From Feynman to Smartphones and on to nanotechnology

November 09, 2012

Ajith Amerasekera, TI Fellow and Business unit researcher at TI, gave an insightful keynote at MEMS Executive Congress this year entitled “Ultra Low Power Electronics in the Next Decade” He mentions how the MEMS idea was seeded:

In 1959 the physicist Richard Feynman gave a talk called “There’s Plenty of Room at the Bottom,” on the possibility of microminiaturization. To encourage progress he offered a prize of $1,000 to anyone who could build an operating electric motor that fit into a 1/64th inch cube, and within months, someone had done it. (See Physics Central article)

Figure 1: Here is a typical example of MEMS-- a crankshaft and gear, with a pollen grain, red blood cells, and a 50 micron line included for scale. Note that this distance is about the diameter of a human hair. (Courtesy Sandia National Laboratories, SUMMiTTM Technologies,

Feynman said, “I am telling you what could be done if the laws are what we think; we are not doing it simply because we haven't yet gotten around to it.” Well, we’re finally getting around to it in earnest, fueled by the smartphone craze and its content of multiple MEMS.

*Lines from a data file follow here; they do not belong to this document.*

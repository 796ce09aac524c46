//! Surface materials

use crate::vector::{black, white, Color};
use serde::{Deserialize, Serialize};

/// Emissive intensity used when a material does not specify one
pub const DEFAULT_EMISSIVE_INTENSITY: f64 = 1.0;

/// A physically based surface material
#[derive(Debug, Clone, PartialEq, Serialize, Deserialize)]
pub struct Material {
    pub id: String,
    pub name: String,
    pub color: Color,
    pub roughness: f64,
    pub metalness: f64,
    pub emissive: Color,
    pub emissive_intensity: f64,
}

impl Material {
    /// Create a white, non-metallic, non-emissive material
    pub fn new(id: impl Into<String>, name: impl Into<String>) -> Self {
        Self {
            id: id.into(),
            name: name.into(),
            color: white(),
            roughness: 0.5,
            metalness: 0.0,
            emissive: black(),
            emissive_intensity: DEFAULT_EMISSIVE_INTENSITY,
        }
    }

    /// Whether the material contributes any emitted light
    pub fn is_emissive(&self) -> bool {
        self.emissive_intensity > 0.0 && self.emissive != black()
    }
}

#[cfg(test)]
mod tests {
    use super::*;

    #[test]
    fn test_default_material_is_not_emissive() {
        let mut material = Material::new("mat1", "Default");
        assert_eq!(material.emissive_intensity, DEFAULT_EMISSIVE_INTENSITY);
        assert!(!material.is_emissive());

        material.emissive = Color::new(1.0, 0.5, 0.0);
        assert!(material.is_emissive());

        material.emissive_intensity = 0.0;
        assert!(!material.is_emissive());
    }
}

The speaker cited engines for semiconductor growth by outlining China’s 5 year strategic growth plan---a good place to start with over one billion customers! A key item of interest here is next generation IT for things such as the Internet of things, integration of telecom/cable TV/Internet networks and next-gen mobile communications.

The speaker told us that in the next 10 years, mobile internet units will increase one hundred fold to 10B+ with more than just phones—iPad, Smartphone, Kindle, Tablet, MP3, cell phone/PDA and on and on. (Courtesy of Morgan Stanley)

MEMS drive growth areas are seen on the extreme right side of the chart below in Figure 2:


 Figure 2: MEMS growth areas showing that we will need to lower power to near 1nW to 100 uW to succeed in the future (Courtesy Texas Instruments)

We will need the next gen of Smart power to meet the future needs of managing power demand and resources. Much of the responsibility will be put onto the IC design community to implement new and clever solutions for more efficient semiconductor designs going forward.

Intelligent environment requires autonomous systems that can operate for approximately 10 years. This type of autonomous system would require a battery/size cost point of about 1mAh and an average power available from the battery of 1nW. Today’s battery solutions will not do; we must find the next breakthrough technology for the 2020’s so EE’s need to work closely with chemists.

Energy harvesting will also not be enough; we need to be looking at biological and micro-fuels declared Amerasekera.

The “sensory swarm” was discussed next; that is, According to Dr.  Rabaey from U Cal at Berkeley who said it best, “the world around us will have tons of sensors embedded in all kinds of objects. This platform is where applications will run. These sensors, our mobiles, and the infrastructure core will all come together in a fully immersive environment. We have to think about the whole, not the components.”

Sensor hub evolution is migrating toward the Wireless Sensor Node. See Figure 3.

Figure 3: The Wireless Sensor Node (Courtesy Texas Instruments)

The future is nanotechnology with ultra-sensitive NEMS, carbon nanotubes, graphene and microchannels.

Concluding reflections from the Keynote speaker were:

  1. We are on the threshold of a new wave of electronic technology as we move into the decade
  2. Electronics will enable us to be greener, safer, healthier and have more fun
  3. Ubiquitous intelligence is going to be a driver of the application space for electronics
  4. Energy generation and management are critical
  5. Close collaboration across all disciplines of electronic engineering from transistors to systems to software

MEMS Technology has a critical role in this evolution.